La prima parte del film è spumeggiante e a tratti irresistibile con il romano a imperversare e a colpire in ogni scena, anche grazie ai duetti con l'immensa Sora Lella, assolutamente irresistibile in ogni suo intervento nella pellicola (questa interpretazione la portò a vincere il David di Donatello come miglior attrice non protagonista). Per 40 minuti si vola alto, con momenti comici di ottimo livello, come quando Verdone deve trovare qualcosa da mettersi per cammuffarsi da prete prima del volo per Milano e si trova a dover rubare un abito a un cadavere, sfilandogli i pantaloni mentre la vedova lo piangeva, un momento strepitoso come quello in cui alla ragazzina che gli chiede cosa sia l'ATAC risponde dicendo che era l' "Associazione Teologica Amici di Cristo".

Poi però arrivano le esigenze di un soggetto non eccezionale e il personaggio di Verdone deve empatizzare e interagire con quello di Natasha Hovey, la quale appesantisce un po' il film anche per la propria presenza visto che pur essendo di una bellezza incredibile ("da ragazzina" davvero) appare completamente gelida nella recitazione e poco portata ad avere quella verve che un film del genere necessiterebbe. Il film inizia ad affievolirsi, ci inserisce una moraletta sull'invasività dei genitori delle giovani star che però non appare molto convinta, e se le cose non precipitano i meriti sono tutti di Verdone, comunque in grado di far sorridere per tutto il film, fino a un finale così così.

Antitesi del Verdone simpaticissimo è Fabrizio Bracconeri, che appare irritante e insopportabile: perlomeno essere irritante e insopportabile come attore era un conto perché non faceva danni, come invece fa adesso spacciandosi per politicante con dei deliri allucinanti.
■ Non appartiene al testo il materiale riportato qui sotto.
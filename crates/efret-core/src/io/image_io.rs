use std::path::Path;

use image::{GrayImage, ImageBuffer, ImageFormat, Luma};
use ndarray::Array2;

use crate::error::{FretError, Result};
use crate::segmentation::LabelMap;

/// Linearly rescale the finite values of `image` to [0, 1]. Non-finite
/// pixels map to 0; a constant image maps to all zeros.
pub fn normalize(image: &Array2<f32>) -> Array2<f32> {
    let (lo, hi) = image
        .iter()
        .filter(|v| v.is_finite())
        .fold((f32::INFINITY, f32::NEG_INFINITY), |(lo, hi), &v| {
            (lo.min(v), hi.max(v))
        });
    let range = hi - lo;
    image.mapv(|v| {
        if !v.is_finite() || range <= 0.0 {
            0.0
        } else {
            (v - lo) / range
        }
    })
}

/// Save a mean image as min/max normalized 16-bit grayscale TIFF.
pub fn save_tiff(image: &Array2<f32>, path: &Path) -> Result<()> {
    let (h, w) = image.dim();
    let pixels: Vec<u16> = normalize(image)
        .iter()
        .map(|&v| (v.clamp(0.0, 1.0) * 65535.0) as u16)
        .collect();

    let img = ImageBuffer::<Luma<u16>, Vec<u16>>::from_raw(w as u32, h as u32, pixels)
        .ok_or_else(|| FretError::Pipeline(format!("{w}x{h} buffer size mismatch")))?;
    img.save_with_format(path, ImageFormat::Tiff)?;
    Ok(())
}

/// Save a mean image as min/max normalized 8-bit grayscale PNG.
pub fn save_png(image: &Array2<f32>, path: &Path) -> Result<()> {
    let (h, w) = image.dim();
    let normalized = normalize(image);

    let mut img = GrayImage::new(w as u32, h as u32);
    for ((row, col), &v) in normalized.indexed_iter() {
        img.put_pixel(col as u32, row as u32, Luma([(v.clamp(0.0, 1.0) * 255.0) as u8]));
    }

    img.save_with_format(path, ImageFormat::Png)?;
    Ok(())
}

/// Save a mean image, choosing the format from the file extension
/// (TIFF unless the extension is `png`).
pub fn save_image(image: &Array2<f32>, path: &Path) -> Result<()> {
    match path.extension().and_then(|e| e.to_str()) {
        Some("png") => save_png(image, path),
        _ => save_tiff(image, path),
    }
}

/// Save a boolean mask as 8-bit PNG (255 = foreground).
pub fn save_mask(mask: &Array2<bool>, path: &Path) -> Result<()> {
    let (h, w) = mask.dim();
    let mut img = GrayImage::new(w as u32, h as u32);
    for ((row, col), &m) in mask.indexed_iter() {
        img.put_pixel(col as u32, row as u32, Luma([if m { 255 } else { 0 }]));
    }
    img.save_with_format(path, ImageFormat::Png)?;
    Ok(())
}

/// Save a label map as 8-bit PNG with region ids spread over 1..=255.
pub fn save_labels(labels: &LabelMap, path: &Path) -> Result<()> {
    let (h, w) = labels.labels().dim();
    let count = labels.count().max(1) as f64;
    let mut img = GrayImage::new(w as u32, h as u32);
    for ((row, col), &l) in labels.labels().indexed_iter() {
        let v = if l == 0 {
            0
        } else {
            (l as f64 / count * 254.0).round() as u8 + 1
        };
        img.put_pixel(col as u32, row as u32, Luma([v]));
    }
    img.save_with_format(path, ImageFormat::Png)?;
    Ok(())
}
Per Christian De Sica e Michele Mirabella invece piccole apparizioni senza lasciare traccia, un po' come quella di Jimmy Il Fenomeno.

Voto: 7

Nemiche amiche: melodrammone prolisso

La Hollywood di plastica e delle facili emozioni perfettamente enfatizzata in questo polpettone indigesto.
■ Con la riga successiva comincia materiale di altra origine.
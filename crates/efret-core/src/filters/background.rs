use ndarray::{Array3, ArrayViewMut2, Axis};
use rayon::prelude::*;
use tracing::debug;

use crate::consts::{BACKGROUND_PERCENTILE, PARALLEL_FRAME_THRESHOLD};
use crate::frame::ImageStack;

/// Subtract the per-frame background from all four channels of a stack.
pub fn correct_background(stack: ImageStack) -> ImageStack {
    stack.map_channels(subtract_background)
}

/// Per-frame background subtraction for one channel.
///
/// Each frame loses its 1st-percentile intensity; results are clipped at 0
/// and truncated back to u16.
pub fn subtract_background(mut series: Array3<u16>) -> Array3<u16> {
    if series.len_of(Axis(0)) >= PARALLEL_FRAME_THRESHOLD {
        series
            .axis_iter_mut(Axis(0))
            .into_par_iter()
            .for_each(subtract_frame_background);
    } else {
        series
            .axis_iter_mut(Axis(0))
            .for_each(subtract_frame_background);
    }
    series
}

fn subtract_frame_background(mut frame: ArrayViewMut2<u16>) {
    let mut values: Vec<u16> = frame.iter().copied().collect();
    let level = percentile(&mut values, BACKGROUND_PERCENTILE);
    if level <= 0.0 {
        return;
    }
    debug!(level, "Background level");
    frame.mapv_inplace(|v| (v as f64 - level).max(0.0) as u16);
}

/// Percentile `q` (0..100) with linear interpolation between closest ranks.
///
/// Reorders `values` in place. Returns 0 for an empty slice.
pub fn percentile(values: &mut [u16], q: f64) -> f64 {
    let n = values.len();
    if n == 0 {
        return 0.0;
    }
    let pos = (q / 100.0).clamp(0.0, 1.0) * (n - 1) as f64;
    let lo = pos.floor() as usize;
    let frac = pos - lo as f64;

    let (_, lo_val, upper) = values.select_nth_unstable(lo);
    let lo_val = *lo_val as f64;
    if frac == 0.0 {
        return lo_val;
    }
    let hi_val = upper.iter().min().map_or(lo_val, |&v| v as f64);
    lo_val + frac * (hi_val - lo_val)
}
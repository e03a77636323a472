use std::path::Path;

use tracing::{debug, warn};

use crate::crosstalk::SegmentedCalibration;
use crate::error::Result;
use crate::fret::{BleachAnalysis, ImageKind};

use super::image_io::{save_image, save_labels, save_mask};

/// Write channel mean images, cell mask and label map of a calibration
/// registration into `dir`, prefixed with the registration name.
pub fn export_calibration(registration: &SegmentedCalibration, dir: &Path) -> Result<()> {
    std::fs::create_dir_all(dir)?;
    let name = &registration.meta().name;
    for (channel, image) in registration.mean_images() {
        save_image(&image, &dir.join(format!("{name}_{channel}.tif")))?;
    }
    save_mask(registration.mask(), &dir.join(format!("{name}_mask.png")))?;
    save_labels(registration.labels(), &dir.join(format!("{name}_labels.png")))?;
    debug!(name = %name, dir = %dir.display(), "Calibration images exported");
    Ok(())
}

/// Write Fc, G and AA mean images plus both masks and the label map of a
/// bleach pair into `dir`.
pub fn export_bleach(analysis: &BleachAnalysis, dir: &Path) -> Result<()> {
    std::fs::create_dir_all(dir)?;
    let name = analysis.name();
    for kind in ImageKind::ALL {
        save_image(&analysis.mean_image(kind), &dir.join(format!("{name}_{kind}.tif")))?;
    }
    save_mask(analysis.mask(), &dir.join(format!("{name}_mask.png")))?;
    save_mask(analysis.wide_mask(), &dir.join(format!("{name}_wide_mask.png")))?;
    save_labels(analysis.labels(), &dir.join(format!("{name}_labels.png")))?;
    debug!(name = %name, dir = %dir.display(), "Bleach images exported");
    Ok(())
}

/// Export hook for set drivers: failures are logged, never fatal.
pub fn export_calibration_logged(registration: &SegmentedCalibration, dir: &Path) {
    if let Err(e) = export_calibration(registration, dir) {
        warn!(name = %registration.meta().name, error = %e, "Image export failed");
    }
}

pub fn export_bleach_logged(analysis: &BleachAnalysis, dir: &Path) {
    if let Err(e) = export_bleach(analysis, dir) {
        warn!(name = %analysis.name(), error = %e, "Image export failed");
    }
}
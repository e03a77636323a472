use std::path::PathBuf;

use anyhow::{bail, Result};
use clap::Args;
use efret_core::crosstalk::CrosstalkSet;
use efret_core::io::export::export_calibration_logged;

use crate::progress::BarReporter;
use crate::summary::print_crosstalk_report;

use super::{load_experiment, write_report};

#[derive(Args)]
pub struct CrosstalkArgs {
    /// Experiment config file (TOML) with a [calibration] section
    pub config: PathBuf,

    /// Write the coefficient tables as TOML
    #[arg(short, long)]
    pub output: Option<PathBuf>,

    /// Directory for mean images, masks and label maps
    #[arg(long)]
    pub export_dir: Option<PathBuf>,
}

pub fn run(args: &CrosstalkArgs) -> Result<()> {
    let config = load_experiment(&args.config, args.export_dir.as_ref())?;
    let Some(calibration) = config.calibration else {
        bail!("{} has no [calibration] section", args.config.display());
    };

    let set = CrosstalkSet::new(calibration, config.segmentation);
    let reporter = BarReporter::new()?;
    let report = match config.export_dir {
        Some(ref dir) => set.run_inspected(&reporter, |r| export_calibration_logged(r, dir)),
        None => set.run_reported(&reporter),
    };

    print_crosstalk_report(&report);

    if let Some(ref path) = args.output {
        write_report(&report, path)?;
    }
    if report.summary.is_empty() {
        bail!("no calibration registration could be processed");
    }
    Ok(())
}
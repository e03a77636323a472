use std::sync::atomic::{AtomicUsize, Ordering};

use rayon::prelude::*;
use serde::{Deserialize, Serialize};
use tracing::{info, warn};

use crate::crosstalk::{CrosstalkCoefficients, RegistrationFailure};
use crate::error::Result;
use crate::frame::ImageStack;
use crate::io::load_stack_limited;
use crate::pipeline::config::{BleachRegistrationConfig, BleachSetConfig};
use crate::pipeline::{NoOpReporter, PipelineStage, ProgressReporter};
use crate::segmentation::SegmentationConfig;
use crate::stats::{mean_sd, LinearFit};

use super::bleach::{analyze_pair, BleachAnalysis, BleachPair};

/// G estimated for one bleach pair from the frame-wise regression.
#[derive(Clone, Debug, PartialEq, Serialize, Deserialize)]
pub struct GEstimate {
    pub name: String,
    pub bleach_frame: usize,
    pub bleach_exposure: f64,
    pub acceptor_exposure: f64,
    pub donor_exposure: f64,
    pub regions: usize,
    pub fit: LinearFit,
}

impl GEstimate {
    /// The sensitization factor itself (slope of the fit).
    pub fn g(&self) -> f64 {
        self.fit.slope
    }
}

#[derive(Clone, Debug, Default, PartialEq, Serialize, Deserialize)]
pub struct GReport {
    pub rows: Vec<GEstimate>,
    pub failures: Vec<RegistrationFailure>,
}

impl GReport {
    pub fn from_results(results: Vec<(String, Result<GEstimate>)>) -> Self {
        let mut report = Self::default();
        for (name, result) in results {
            match result {
                Ok(row) => report.rows.push(row),
                Err(e) => {
                    warn!(name = %name, error = %e, "Bleach registration failed");
                    report.failures.push(RegistrationFailure {
                        name,
                        message: e.to_string(),
                    });
                }
            }
        }
        report
    }

    /// Mean and population sd of G over the successful pairs.
    pub fn mean_g(&self) -> (f64, f64) {
        let values: Vec<f64> = self.rows.iter().map(GEstimate::g).collect();
        mean_sd(&values)
    }
}

fn estimate_from(registration: &BleachRegistrationConfig, analysis: &BleachAnalysis) -> Result<GEstimate> {
    let fit = analysis.fit_g_frames(&registration.bad_rois)?;
    Ok(GEstimate {
        name: registration.name.clone(),
        bleach_frame: registration.bleach_frame,
        bleach_exposure: registration.bleach_exposure,
        acceptor_exposure: registration.acceptor_exposure,
        donor_exposure: registration.donor_exposure,
        regions: analysis.labels().count(),
        fit,
    })
}

/// Analyse one bleach pair and fit G frame-wise, excluding its bad ROIs.
pub fn process_bleach(
    registration: &BleachRegistrationConfig,
    pre: ImageStack,
    post: ImageStack,
    coefficients: CrosstalkCoefficients,
    config: &SegmentationConfig,
) -> Result<GEstimate> {
    let pair = BleachPair::new(registration.name.clone(), pre, post, coefficients)?;
    estimate_from(registration, &analyze_pair(pair, config))
}

/// G driver over every bleach pair of one data directory.
#[derive(Clone, Debug)]
pub struct BleachSet {
    config: BleachSetConfig,
    segmentation: SegmentationConfig,
    coefficients: CrosstalkCoefficients,
}

impl BleachSet {
    pub fn new(
        config: BleachSetConfig,
        segmentation: SegmentationConfig,
        coefficients: CrosstalkCoefficients,
    ) -> Self {
        Self {
            config,
            segmentation,
            coefficients,
        }
    }

    pub fn config(&self) -> &BleachSetConfig {
        &self.config
    }

    /// Load both stacks of a registration and run every stage.
    pub fn analyze(&self, registration: &BleachRegistrationConfig) -> Result<BleachAnalysis> {
        let limit = self.config.frame_limit;
        let pre = load_stack_limited(&self.config.stack_path(&registration.pre), limit)?;
        let post = load_stack_limited(&self.config.stack_path(&registration.post), limit)?;
        let pair = BleachPair::new(registration.name.clone(), pre, post, self.coefficients)?;
        Ok(analyze_pair(pair, &self.segmentation))
    }

    pub fn run(&self) -> GReport {
        self.run_reported(&NoOpReporter)
    }

    pub fn run_reported(&self, reporter: &dyn ProgressReporter) -> GReport {
        self.run_inspected(reporter, |_| {})
    }

    /// Process every pair, recording failures. `inspect` sees each analysed
    /// pair before the G fit, from rayon worker threads.
    pub fn run_inspected<F>(&self, reporter: &dyn ProgressReporter, inspect: F) -> GReport
    where
        F: Fn(&BleachAnalysis) + Sync,
    {
        let registrations = &self.config.registrations;
        reporter.begin_stage(PipelineStage::BleachAnalysis, Some(registrations.len()));
        info!(
            pairs = registrations.len(),
            coefficients = %self.coefficients,
            "Processing bleach set"
        );

        let done = AtomicUsize::new(0);
        let results = registrations
            .par_iter()
            .map(|registration| {
                let result = self.analyze(registration).and_then(|analysis| {
                    inspect(&analysis);
                    estimate_from(registration, &analysis)
                });
                reporter.advance(done.fetch_add(1, Ordering::Relaxed) + 1);
                (registration.name.clone(), result)
            })
            .collect();

        reporter.finish_stage();
        let report = GReport::from_results(results);
        info!(
            estimates = report.rows.len(),
            failures = report.failures.len(),
            "Bleach set complete"
        );
        report
    }
}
Nemiche amiche è uno di quei tipici film di Hollywood che danno la totale sensazione di essere preconfezionati a tavolino per cercare la via del comodo melodramma, lasciando invece solamente un amaro retrogusto di plastica e dimostrando di essere prodotti senza anima.
Si cercano tutte le vie possibili (il bimbo che si rompe la gamba, il cancro della madre, ecc) per cercare la lacrimuccia facile, ma il lavoro di fondo è mediocre, con la psicologia dei personaggi (e non solo quella dei bambini, che per la maggior parte del film appaiono insopportabilmente petulanti) che cambia come niente da una scena all'altra senza apparente motivazione: un momento si chiariscono, quello dopo pronti di nuovo a scannarsi, "così de botto senza senso" come direbbero gli sceneggiatori di Boris.
Magari un prodotto del genere può anche essere aprezzato da un certo pubblico di bocca buona (quello pronto a commuoversi con la tv del dolore o con i reality), ma per tutti gli altri la profondità inesistente dei dialoghi e tutti questi mezzucci pseudo-drammatici portano unicamente alla frustrazione.
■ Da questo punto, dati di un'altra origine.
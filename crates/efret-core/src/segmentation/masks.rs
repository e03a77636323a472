use ndarray::Array2;
use tracing::debug;

use super::components::{label_components, LabelMap};
use super::config::SegmentationConfig;
use super::morphology::{closing, erode, opening, Footprint};
use super::refine::refine_mask;
use super::threshold::{binarize, otsu_threshold};

/// Cell mask and its labeled regions.
#[derive(Clone, Debug)]
pub struct Segmentation {
    pub mask: Array2<bool>,
    pub labels: LabelMap,
}

/// Two-tier mask of a bleach pair.
#[derive(Clone, Debug)]
pub struct BleachSegmentation {
    /// Cells plus a dilated margin; everything outside is background.
    pub wide_mask: Array2<bool>,
    /// Cell bodies used for every quantitative aggregation.
    pub mask: Array2<bool>,
    pub labels: LabelMap,
}

/// Calibration mask: Otsu -> closing -> erosion -> labeling.
pub fn calibration_segmentation(reference: &Array2<f32>, config: &SegmentationConfig) -> Segmentation {
    let threshold = otsu_threshold(reference);
    let raw = binarize(reference, threshold);
    let closed = closing(&raw, &Footprint::disk(config.closing_radius));
    let mask = erode(&closed, &Footprint::disk(config.erosion_radius));
    let labels = label_components(&mask, config.connectivity);
    debug!(threshold, regions = labels.count(), "Calibration segmentation");
    Segmentation { mask, labels }
}

/// Bleach-pair masks: a wide refined mask with extension, and a narrow mask
/// refined further by opening -> erosion -> opening before labeling.
pub fn bleach_segmentation(reference: &Array2<f32>, config: &SegmentationConfig) -> BleachSegmentation {
    let wide_mask = refine_mask(reference, true, config.extension_radius, config);
    let narrow = refine_mask(reference, false, 0, config);

    let opened = opening(&narrow, &Footprint::disk(config.opening_radius));
    let eroded = erode(&opened, &Footprint::disk(config.erosion_radius));
    let mask = opening(&eroded, &Footprint::disk(config.final_opening_radius));

    let labels = label_components(&mask, config.connectivity);
    debug!(regions = labels.count(), "Bleach-pair segmentation");
    BleachSegmentation {
        wide_mask,
        mask,
        labels,
    }
}
use std::fs::File;
use std::io::BufReader;
use std::path::Path;

use ndarray::{Array3, Array4};
use num_traits::AsPrimitive;
use tiff::decoder::{Decoder, DecodingResult, Limits};
use tiff::tags::{PhotometricInterpretation, Tag};
use tracing::{debug, info};

use crate::consts::{CHANNEL_COUNT, TIFF_DECODING_LIMIT_BYTES};
use crate::error::{FretError, Result};
use crate::frame::{Channel, ImageStack};

/// One decoded TIFF page.
struct Page {
    width: usize,
    height: usize,
    samples: usize,
    data: Vec<u16>,
}

/// Summary of a multi-page TIFF registration.
#[derive(Clone, Debug)]
pub struct StackInfo {
    pub pages: usize,
    pub frames: usize,
    pub width: usize,
    pub height: usize,
    pub samples_per_pixel: usize,
}

fn widen<T: AsPrimitive<u16>>(buf: Vec<T>) -> Vec<u16> {
    buf.into_iter().map(|v| v.as_()).collect()
}

/// Samples per pixel of the current page, checked against its photometric
/// interpretation before any pixel data is decoded.
fn page_samples(decoder: &mut Decoder<BufReader<File>>, index: usize) -> Result<usize> {
    let samples = decoder
        .find_tag_unsigned::<u16>(Tag::SamplesPerPixel)?
        .unwrap_or(1) as usize;
    let photometric = decoder
        .find_tag_unsigned::<u16>(Tag::PhotometricInterpretation)?
        .and_then(PhotometricInterpretation::from_u16);

    match (samples, photometric) {
        (1, Some(PhotometricInterpretation::BlackIsZero | PhotometricInterpretation::WhiteIsZero)) => {
            Ok(1)
        }
        (CHANNEL_COUNT, Some(PhotometricInterpretation::RGB | PhotometricInterpretation::CMYK)) => {
            Ok(CHANNEL_COUNT)
        }
        (CHANNEL_COUNT, Some(other)) => Err(FretError::InvalidStack(format!(
            "page {index}: {CHANNEL_COUNT} samples per pixel tagged {other:?}, \
             expected RGB or CMYK"
        ))),
        (n, other) => Err(FretError::InvalidStack(format!(
            "page {index}: {n} samples per pixel with photometric {other:?}, \
             expected 1 (grayscale) or {CHANNEL_COUNT}"
        ))),
    }
}

fn read_page(decoder: &mut Decoder<BufReader<File>>, index: usize) -> Result<Page> {
    let (width, height) = decoder.dimensions()?;
    let samples = page_samples(decoder, index)?;
    let data = match decoder.read_image()? {
        DecodingResult::U8(buf) => widen(buf),
        DecodingResult::U16(buf) => buf,
        _ => {
            return Err(FretError::InvalidStack(format!(
                "page {index}: only 8- and 16-bit unsigned samples are supported"
            )))
        }
    };
    Ok(Page {
        width: width as usize,
        height: height as usize,
        samples,
        data,
    })
}

fn read_pages(path: &Path) -> Result<Vec<Page>> {
    let file = File::open(path)?;

    let mut limits = Limits::default();
    limits.decoding_buffer_size = TIFF_DECODING_LIMIT_BYTES;
    limits.ifd_value_size = TIFF_DECODING_LIMIT_BYTES;
    limits.intermediate_buffer_size = TIFF_DECODING_LIMIT_BYTES;

    let mut decoder = Decoder::new(BufReader::new(file))?.with_limits(limits);
    let mut pages = vec![read_page(&mut decoder, 0)?];
    while decoder.more_images() {
        decoder.next_image()?;
        let page = read_page(&mut decoder, pages.len())?;
        let first = &pages[0];
        if (page.width, page.height, page.samples) != (first.width, first.height, first.samples) {
            return Err(FretError::InvalidStack(format!(
                "page {} is {}x{}x{}, page 0 is {}x{}x{}",
                pages.len(),
                page.width,
                page.height,
                page.samples,
                first.width,
                first.height,
                first.samples
            )));
        }
        pages.push(page);
    }
    Ok(pages)
}

fn describe(pages: &[Page]) -> StackInfo {
    let first = &pages[0];
    let frames = if first.samples == CHANNEL_COUNT {
        pages.len()
    } else {
        pages.len() / CHANNEL_COUNT
    };
    StackInfo {
        pages: pages.len(),
        frames,
        width: first.width,
        height: first.height,
        samples_per_pixel: first.samples,
    }
}

/// Frame count, page size and layout of a registration without splitting
/// it into channels.
pub fn stack_info(path: &Path) -> Result<StackInfo> {
    Ok(describe(&read_pages(path)?))
}

/// Load a 4-channel registration from a multi-page TIFF.
///
/// Two layouts are accepted:
/// - one page per frame with 4 samples per pixel in [DD, DA, AD, AA] order;
/// - single-sample pages interleaved frame-major as DD, DA, AD, AA, so the
///   page count must be a multiple of 4.
pub fn load_stack(path: &Path) -> Result<ImageStack> {
    load_stack_with_info(path).map(|(stack, _)| stack)
}

/// [`load_stack`] together with the page layout, from a single decode.
pub fn load_stack_with_info(path: &Path) -> Result<(ImageStack, StackInfo)> {
    let pages = read_pages(path)?;
    let info = describe(&pages);
    let (w, h, samples) = (info.width, info.height, info.samples_per_pixel);
    let stack = if samples == CHANNEL_COUNT {
        let frames = pages.len();
        let data: Vec<u16> = pages.into_iter().flat_map(|p| p.data).collect();
        let array = Array4::from_shape_vec((frames, h, w, CHANNEL_COUNT), data)
            .map_err(|e| FretError::InvalidStack(e.to_string()))?;
        ImageStack::from_array4(array)?
    } else {
        if pages.len() % CHANNEL_COUNT != 0 {
            return Err(FretError::InvalidStack(format!(
                "{} single-channel pages cannot be split into {CHANNEL_COUNT} channels",
                pages.len()
            )));
        }
        let frames = pages.len() / CHANNEL_COUNT;
        let mut per_channel: [Vec<u16>; CHANNEL_COUNT] = Default::default();
        for (i, page) in pages.into_iter().enumerate() {
            per_channel[i % CHANNEL_COUNT].extend(page.data);
        }
        let mut channels = Vec::with_capacity(CHANNEL_COUNT);
        for data in per_channel {
            channels.push(
                Array3::from_shape_vec((frames, h, w), data)
                    .map_err(|e| FretError::InvalidStack(e.to_string()))?,
            );
        }
        let channels: [Array3<u16>; CHANNEL_COUNT] = channels
            .try_into()
            .map_err(|_| FretError::InvalidStack("channel split failed".to_string()))?;
        ImageStack::from_channels(channels)?
    };

    debug!(samples_per_pixel = samples, "TIFF layout");
    info!(
        path = %path.display(),
        frames = stack.frame_count(),
        width = stack.width(),
        height = stack.height(),
        "Loaded stack"
    );
    Ok((stack, info))
}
In tutto ciò Ed Harris (che apparentemente è il volto perfetto per l'ipocrita americano medio) ci sguazza perfettamente, così come in regia il nome perfetto è quello di Chris Columbus, mestierante che è quasi specializzato in questi film fatti alla buona.
Si vorrebbe salvare la professionalità delle due protagoniste, che è l'unico motivo per cui il film non crolla totalmente, ma Susan Sarandon (peraltro probabilmente alla performance recitativa peggiore della illustre carriera) e Julia Roberts sono non solo i volti di questo filmaccio ma ne sono anche artefici essendone produttori esecutivi.

E allora via, due ore e passa di melassa insopportabile che fanno rimpiangere il fatto che la Sarandon e la Roberts non fossero state realmente nemiche: magari se avessero continuamente litigato durante la produzione di questo film, non ci saremmo sorbiti questo polpettone indigesto.